Items from a data source

++++++++

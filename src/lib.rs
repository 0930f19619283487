pub mod api;
pub mod config;
pub mod controller;
pub mod errors;
pub mod label;
pub mod logging;
pub mod manifest;
pub mod reconciler;
pub mod store;

pub use controller::{Controller, ControllerOptions};
pub use reconciler::{Action, Reconciler};
pub use store::{Client, InMemoryStore};
//! Tracing subscriber setup.
//!
//! `RUST_LOG` takes precedence over the configured level. Log output goes to
//! stderr so that command output on stdout stays machine-readable.

use anyhow::{Context, Result};
use tracing_subscriber::{EnvFilter, fmt, layer::SubscriberExt, util::SubscriberInitExt};

use crate::config::{LogFormat, LoggingSection};

fn filter(level: &str) -> EnvFilter {
    EnvFilter::try_from_default_env().unwrap_or_else(|_| EnvFilter::new(level))
}

/// Installs the global subscriber.
pub fn init(level: &str, format: LogFormat) -> Result<()> {
    let registry = tracing_subscriber::registry().with(filter(level));
    match format {
        LogFormat::Pretty => registry
            .with(fmt::layer().with_writer(std::io::stderr).with_target(false))
            .try_init(),
        LogFormat::Json => registry
            .with(
                fmt::layer()
                    .json()
                    .with_writer(std::io::stderr)
                    .with_current_span(true),
            )
            .try_init(),
    }
    .context("Failed to install tracing subscriber")
}

pub fn init_from_config(logging: &LoggingSection) -> Result<()> {
    init(&logging.level, logging.format)
}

++++++++

## ACTIVITY
Word for word, copy the line containing "LogFormat::Pretty => registry" and each line after it to the end of the records, and nothing besides.

## TASK SOLUTION
        LogFormat::Pretty => registry
            .with(fmt::layer().with_writer(std::io::stderr).with_target(false))
            .try_init(),
        LogFormat::Json => registry
            .with(
                fmt::layer()
                    .json()
                    .with_writer(std::io::stderr)
                    .with_current_span(true),
            )
            .try_init(),
    }
    .context("Failed to install tracing subscriber")
}

pub fn init_from_config(logging: &LoggingSection) -> Result<()> {
    init(&logging.level, logging.format)
}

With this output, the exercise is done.